La expresión es de Kafka: “por la mañana, los alemanes
invadieron Polonia; por la tarde fui a nadar”. (Otras referencias cambian la
primera parte de la frase por una “Alemania declara la guerra a Rusia”; la
segunda, permanece invariable). La crisis de los refugiados que se estrellan a
las puertas de Europa nos sacude, pero solo un rato. Y no a todos, si creemos
en las encuestas que sitúan la gravísima situación que se vive en Grecia y los
Balcanes (y en Turquía y más allá en Siria, Libia…) en un lugar perdido entre
las preocupaciones de nuestros conciudadanos.
Nos duelen las penurias de esos refugiados y unas horas más tarde contratamos las próximas vacaciones.
Hace ya un mes se hizo pública la detección de las ondas gravitacionales que un siglo antes había predicho Einstein: vibraciones en el espacio-tiempo, que es el material del que está hecho el universo. La detección procede de un fenómeno ocurrido hace 1.300 millones de años luz: la fusión de dos agujeros negros, que generó más energía que la luz que emiten todas las estrellas del Universo visible.
Mi conocida afición a adentrarme en territorios absolutamente desconocidos me ha llevado a leer bastante, sin comprender casi nada, de este fenómeno. Y a soportar las bromas de lectores de este blog que manifestaban su “extrañeza” de que aún no hubiera escrito del tema. He aguantado poco sin hacerlo, apenas un mes. Un tiempo en el que me he preguntado por la masa liberada en el fenómeno de aquella fusión. Los agujeros negros tenían masas equivalentes a 29 y 36 soles; al colapsar generaron un nuevo agujero de 60 soles. Por lo que me preguntaba era por la masa de cinco soles perdida; justo la que provocó las ondas ahora detectadas.
En la búsqueda no de respuestas, solo de tratar de satisfacer la curiosidad, hasta acudí a una conferencia científica en la que no entendí prácticamente nada. Y pensaba: quienes no creen aún en la llegada del hombre a la Luna, ¿cómo van a creer que un suceso de hace 1.300 millones de años se nos revele ahora? Los conferenciantes, dos físicos implicados en la detección de aquel sonido, lo reprodujeron en la sala; varias veces. Apenas algo comparable a una nota de un piano; nada de “sinfonía del universo” con la que los enfermos de la lírica pudieran soñar.
La tentación poética era de la física teórica Alicia Sintes, una de las conferenciantes, que abrió su coraza científica para calificar de “elegante” y “preciosa” la señal detectada; “la naturaleza se ha portado bien con nosotros”, decía.
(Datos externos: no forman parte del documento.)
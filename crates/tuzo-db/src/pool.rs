//! # Database Pool Management
//!
//! Connection pool creation and configuration for SQLite.
//!
//! ## Architecture
//! ```text
//! ┌─────────────────────────────────────────────────────────────────────────┐
//! │                      Database Connection Pool                           │
//! │                                                                         │
//! │  tuzo-api startup                                                      │
//! │       │                                                                 │
//! │       ▼                                                                 │
//! │  DbConfig::new(path) ← Configure pool settings                         │
//! │       │                                                                 │
//! │       ▼                                                                 │
//! │  Database::new(config).await ← Create pool + run migrations            │
//! │       │                                                                 │
//! │       ▼                                                                 │
//! │  ┌─────────────────────────────────────────┐                           │
//! │  │            SqlitePool                    │                           │
//! │  │  ┌─────┐ ┌─────┐ ┌─────┐ ┌─────┐       │                           │
//! │  │  │Conn1│ │Conn2│ │Conn3│ │Conn4│ ...   │  (max_connections)        │
//! │  │  └─────┘ └─────┘ └─────┘ └─────┘       │                           │
//! │  └─────────────────────────────────────────┘                           │
//! │       │                                                                 │
//! │       │ Concurrent HTTP requests                                        │
//! │       ▼                                                                 │
//! │  Directory / LoyaltyLedger ──► one transaction per operation           │
//! │                                                                         │
//! └─────────────────────────────────────────────────────────────────────────┘
//! ```
//!
//! ## SQLite Settings
//! - WAL journal: readers don't block the single writer
//! - busy_timeout: writers wait for each other instead of failing at once
//! - foreign_keys: on (SQLite defaults to off)
//!
//! ## Write Transactions
//! Ledger writes open with `BEGIN IMMEDIATE` via [`Database::begin_write`].
//! A DEFERRED transaction that reads first and writes later cannot wait
//! out a concurrent writer: SQLite refuses the lock upgrade at once with
//! SQLITE_BUSY and busy_timeout never applies. Taking the write lock at
//! BEGIN makes the wait happen there, where busy_timeout covers it.

use sqlx::sqlite::{SqliteConnectOptions, SqliteJournalMode, SqlitePoolOptions, SqliteSynchronous};
use sqlx::{Sqlite, SqlitePool, Transaction};
use std::path::PathBuf;
use std::str::FromStr;
use std::time::Duration;
use tracing::{debug, info};

use crate::directory::Directory;
use crate::error::{DbError, DbResult};
use crate::migrations;
use crate::repository::business::BusinessRepository;
use crate::repository::customer::CustomerRepository;
use crate::repository::referral::ReferralRepository;
use crate::repository::visit::VisitRepository;

/// Path value that selects a private in-memory database.
const IN_MEMORY_PATH: &str = ":memory:";

// =============================================================================
// Configuration
// =============================================================================

/// Database configuration.
///
/// ## Example
/// ```rust,ignore
/// let config = DbConfig::new("/var/lib/tuzo/tuzo.db")
///     .max_connections(8)
///     .operation_timeout(Duration::from_secs(3));
/// ```
#[derive(Debug, Clone)]
pub struct DbConfig {
    /// Path to the SQLite database file, or `:memory:`.
    pub database_path: PathBuf,

    /// Maximum number of connections in the pool.
    /// Default: 5
    pub max_connections: u32,

    /// Minimum number of connections to keep alive.
    /// Default: 1
    pub min_connections: u32,

    /// How long to wait for a pooled connection.
    /// Default: 30 seconds
    pub connect_timeout: Duration,

    /// Idle timeout before closing a connection. None keeps connections open.
    /// Default: 10 minutes
    pub idle_timeout: Option<Duration>,

    /// How long a writer waits on a locked database before failing busy.
    /// Default: 5 seconds
    pub busy_timeout: Duration,

    /// Deadline for one attempt of a ledger operation.
    /// Default: 10 seconds
    pub operation_timeout: Duration,

    /// Whether to run migrations on connect.
    /// Default: true
    pub run_migrations: bool,
}

impl DbConfig {
    /// Creates a new database configuration with the given path.
    ///
    /// The file is created if it doesn't exist.
    pub fn new(path: impl Into<PathBuf>) -> Self {
        DbConfig {
            database_path: path.into(),
            max_connections: 5,
            min_connections: 1,
            connect_timeout: Duration::from_secs(30),
            idle_timeout: Some(Duration::from_secs(600)),
            busy_timeout: Duration::from_secs(5),
            operation_timeout: Duration::from_secs(10),
            run_migrations: true,
        }
    }

    /// Sets the maximum number of connections.
    pub fn max_connections(mut self, max: u32) -> Self {
        self.max_connections = max;
        self
    }

    /// Sets the minimum number of connections.
    pub fn min_connections(mut self, min: u32) -> Self {
        self.min_connections = min;
        self
    }

    /// Sets the connection timeout.
    pub fn connect_timeout(mut self, timeout: Duration) -> Self {
        self.connect_timeout = timeout;
        self
    }

    /// Sets the per-attempt deadline for ledger operations.
    pub fn operation_timeout(mut self, timeout: Duration) -> Self {
        self.operation_timeout = timeout;
        self
    }

    /// Sets whether to run migrations on connect.
    pub fn run_migrations(mut self, run: bool) -> Self {
        self.run_migrations = run;
        self
    }

    /// Creates an in-memory database configuration (for testing).
    ///
    /// ## Usage
    /// ```rust,ignore
    /// let db = Database::new(DbConfig::in_memory()).await?;
    /// // Database is isolated and vanishes when the pool closes
    /// ```
    pub fn in_memory() -> Self {
        DbConfig {
            database_path: PathBuf::from(IN_MEMORY_PATH),
            // Each connection to :memory: is its own database
            max_connections: 1,
            min_connections: 1,
            connect_timeout: Duration::from_secs(5),
            idle_timeout: None,
            busy_timeout: Duration::from_secs(5),
            operation_timeout: Duration::from_secs(5),
            run_migrations: true,
        }
    }

    /// True if this configuration selects an in-memory database.
    pub fn is_in_memory(&self) -> bool {
        self.database_path.as_os_str() == IN_MEMORY_PATH
    }
}

// =============================================================================
// Database
// =============================================================================

/// Main database handle providing repository access.
///
/// Cheap to clone: the pool is reference counted.
///
/// ## Usage in Handlers
/// ```rust,ignore
/// async fn get_customer(State(state): State<AppState>, Path(id): Path<String>) -> ... {
///     let customer = state.db.directory().get_customer(&id).await?;
///     ...
/// }
/// ```
#[derive(Debug, Clone)]
pub struct Database {
    /// The SQLite connection pool.
    pool: SqlitePool,

    /// Per-attempt deadline handed to the ledger.
    operation_timeout: Duration,
}

impl Database {
    /// Creates a new database connection pool.
    ///
    /// ## What This Does
    /// 1. Creates the database file if it doesn't exist
    /// 2. Configures SQLite (WAL, NORMAL sync, foreign keys, busy timeout)
    /// 3. Creates the connection pool
    /// 4. Runs migrations (if enabled)
    pub async fn new(config: DbConfig) -> DbResult<Self> {
        info!(
            path = %config.database_path.display(),
            "Initializing database connection"
        );

        let connect_options = if config.is_in_memory() {
            SqliteConnectOptions::from_str("sqlite::memory:")
                .map_err(|e| DbError::ConnectionFailed(e.to_string()))?
        } else {
            SqliteConnectOptions::new()
                .filename(&config.database_path)
                .create_if_missing(true)
                .journal_mode(SqliteJournalMode::Wal)
        };

        let connect_options = connect_options
            // NORMAL synchronous: durable under WAL, may lose last commit on power loss
            .synchronous(SqliteSynchronous::Normal)
            .foreign_keys(true)
            .busy_timeout(config.busy_timeout);

        debug!("Connection options configured");

        let mut pool_options = SqlitePoolOptions::new()
            .max_connections(config.max_connections)
            .min_connections(config.min_connections)
            .acquire_timeout(config.connect_timeout)
            .idle_timeout(config.idle_timeout);

        if config.is_in_memory() {
            // Recycling the only connection would drop the database
            pool_options = pool_options.max_lifetime(None);
        }

        let pool = pool_options
            .connect_with(connect_options)
            .await
            .map_err(|e| DbError::ConnectionFailed(e.to_string()))?;

        info!(
            max_connections = config.max_connections,
            "Database pool created"
        );

        let db = Database {
            pool,
            operation_timeout: config.operation_timeout,
        };

        if config.run_migrations {
            db.run_migrations().await?;
        }

        Ok(db)
    }

    /// Runs database migrations.
    ///
    /// Idempotent: applied migrations are tracked in `_sqlx_migrations`.
    pub async fn run_migrations(&self) -> DbResult<()> {
        info!("Running database migrations");
        migrations::run_migrations(&self.pool).await?;
        info!("Migrations complete");
        Ok(())
    }

    /// Returns a reference to the connection pool.
    ///
    /// Prefer repository and ledger methods when available.
    pub fn pool(&self) -> &SqlitePool {
        &self.pool
    }

    /// Opens a transaction holding the database write lock from the start.
    ///
    /// Blocks up to busy_timeout while another writer commits.
    pub async fn begin_write(&self) -> DbResult<Transaction<'static, Sqlite>> {
        Ok(self.pool.begin_with("BEGIN IMMEDIATE").await?)
    }

    /// Per-attempt deadline for ledger operations.
    pub fn operation_timeout(&self) -> Duration {
        self.operation_timeout
    }

    /// Returns the business/customer directory.
    pub fn directory(&self) -> Directory {
        Directory::new(self.pool.clone())
    }

    /// Returns the business repository.
    pub fn businesses(&self) -> BusinessRepository {
        BusinessRepository::new(self.pool.clone())
    }

    /// Returns the customer repository.
    pub fn customers(&self) -> CustomerRepository {
        CustomerRepository::new(self.pool.clone())
    }

    /// Returns the visit repository.
    pub fn visits(&self) -> VisitRepository {
        VisitRepository::new(self.pool.clone())
    }

    /// Returns the referral repository.
    pub fn referrals(&self) -> ReferralRepository {
        ReferralRepository::new(self.pool.clone())
    }

    /// Closes the database connection pool.
    ///
    /// After calling close, all operations fail with `ConnectionFailed`.
    pub async fn close(&self) {
        info!("Closing database connection pool");
        self.pool.close().await;
    }

    /// Checks if the database is healthy (can execute queries).
    pub async fn health_check(&self) -> bool {
        sqlx::query("SELECT 1").execute(&self.pool).await.is_ok()
    }
}

// =============================================================================
// Unit Tests
// =============================================================================

#[cfg(test)]
mod tests {
    use super::*;

    #[tokio::test]
    async fn test_in_memory_database() {
        let db = Database::new(DbConfig::in_memory()).await.unwrap();

        assert!(db.health_check().await);

        let (total, applied) = migrations::migration_status(db.pool()).await.unwrap();
        assert_eq!(total, applied);
    }

    #[tokio::test]
    async fn test_config_builder() {
        let config = DbConfig::new("/tmp/tuzo-test.db")
            .max_connections(10)
            .min_connections(2)
            .operation_timeout(Duration::from_millis(250));

        assert_eq!(config.max_connections, 10);
        assert_eq!(config.min_connections, 2);
        assert_eq!(config.operation_timeout, Duration::from_millis(250));
        assert!(!config.is_in_memory());
        assert!(DbConfig::in_memory().is_in_memory());
    }

    #[tokio::test]
    async fn test_write_transaction_rolls_back_on_drop() {
        let db = Database::new(DbConfig::in_memory()).await.unwrap();

        {
            let mut tx = db.begin_write().await.unwrap();
            sqlx::query(
                "INSERT INTO businesses (id, name, owner_name, phone, created_at) \
                 VALUES ('b1', 'Kahawa House', 'Amina', '0700111222', '2026-01-01T00:00:00Z')",
            )
            .execute(&mut *tx)
            .await
            .unwrap();
        }

        assert_eq!(db.businesses().count().await.unwrap(), 0);
    }

    #[tokio::test]
    async fn test_closed_pool_is_unhealthy() {
        let db = Database::new(DbConfig::in_memory()).await.unwrap();
        db.close().await;
        assert!(!db.health_check().await);
    }
}
//! # Tuzo API
//!
//! HTTP request handlers over the loyalty ledger.
//!
//! ## Routes
//! ```text
//! ┌─────────────────────────────────────────────────────────────────────────┐
//! │  GET   /health                           storage health                 │
//! │                                                                         │
//! │  POST  /businesses                       register (any principal)       │
//! │  GET   /businesses/{id}                  ┐                              │
//! │  PATCH /businesses/{id}/contact          │                              │
//! │  POST  /businesses/{id}/visits           │ business:<id> only           │
//! │  GET   /businesses/{id}/customers        │                              │
//! │  GET   /businesses/{id}/stats            ┘                              │
//! │                                                                         │
//! │  GET   /customers/{id}                   ┐                              │
//! │  GET   /customers/{id}/visits            │ customer:<id> or the         │
//! │  POST  /customers/{id}/referral-code     │ customer's business          │
//! │  GET   /customers/{id}/referrals         ┘                              │
//! │                                                                         │
//! │  POST  /referrals/redeem                 referred customer or business  │
//! └─────────────────────────────────────────────────────────────────────────┘
//! ```

pub mod config;
pub mod error;
pub mod extract;
pub mod handlers;

use std::sync::Arc;

use axum::routing::{get, patch, post};
use axum::Router;
use tuzo_db::{Database, LoyaltyLedger};

pub use config::TuzoConfig;
pub use error::{ApiError, ApiResult};

/// Shared application state.
#[derive(Debug, Clone)]
pub struct AppState {
    pub db: Database,
    pub ledger: LoyaltyLedger,
}

pub type SharedState = Arc<AppState>;

impl AppState {
    pub fn new(db: Database, ledger: LoyaltyLedger) -> SharedState {
        Arc::new(AppState { db, ledger })
    }
}

/// Builds the API router.
pub fn router(state: SharedState) -> Router {
    use handlers::{businesses, customers, referrals};

    Router::new()
        .route("/health", get(handlers::health))
        .route("/businesses", post(businesses::register))
        .route("/businesses/{id}", get(businesses::get))
        .route("/businesses/{id}/contact", patch(businesses::update_contact))
        .route("/businesses/{id}/visits", post(businesses::check_in))
        .route("/businesses/{id}/customers", get(businesses::list_customers))
        .route("/businesses/{id}/stats", get(businesses::stats))
        .route("/customers/{id}", get(customers::get))
        .route("/customers/{id}/visits", get(customers::visits))
        .route("/customers/{id}/referral-code", post(customers::referral_code))
        .route("/customers/{id}/referrals", get(customers::referrals))
        .route("/referrals/redeem", post(referrals::redeem))
        .with_state(state)
}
A ella escuché la única reflexión que creí entender, desde luego la única que recuerdo, de aquella conferencia y que desde entonces he repetido, hubiera o no razón para hacerlo: “el espacio-tiempo indica a la materia cómo tiene que moverse y la materia dice al espacio-tiempo cómo tiene que curvarse”. Estoy encantado de reproducirla aquí.
Y mientras los científicos analizan la información que contiene la nota de piano que han transmitido las ondas gravitacionales y predicen las consecuencias que para nuestras vidas tendrá en un futuro próximo este descubrimiento, nos llega una historia de amistad que nos reivindica como parte de la naturaleza inmediata, en tiempo real. No nos fusiona con ella pero nos aproxima. La historia es la del pingüino patagónico agonizante al que acogió el albañil jubilado brasileño hace cinco años.
El pingüino estaba cubierto de petróleo, a punto de morir en una playa de Brasil cuando el albañil lo encontró, curó, alimentó y cuidó. A los pocos días de hacerse al mar, el pequeño pingüino regresó a la playa y reconoció a su salvador. Desde 2011, año en que se produjo el prodigio, el pingüino remonta las aguas del Atlántico Sur para viajar desde la Patagonia hasta Brasil y rendir así su tributo de agradecimiento al albañil.
Creo en el relato como más o menos hacen algunos en relación con el paseo de Neil Armstrong en el paisaje lunar en 1969, pero reconozco que necesitamos historias así. Y es que, como anunciaba Kafka, la indignación de la mañana por la tragedia de Grecia y Macedonia, por el muro en la ruta de los Balcanes, no nos contraría lo bastante como para dejar de ir por la tarde a la agencia de viajes.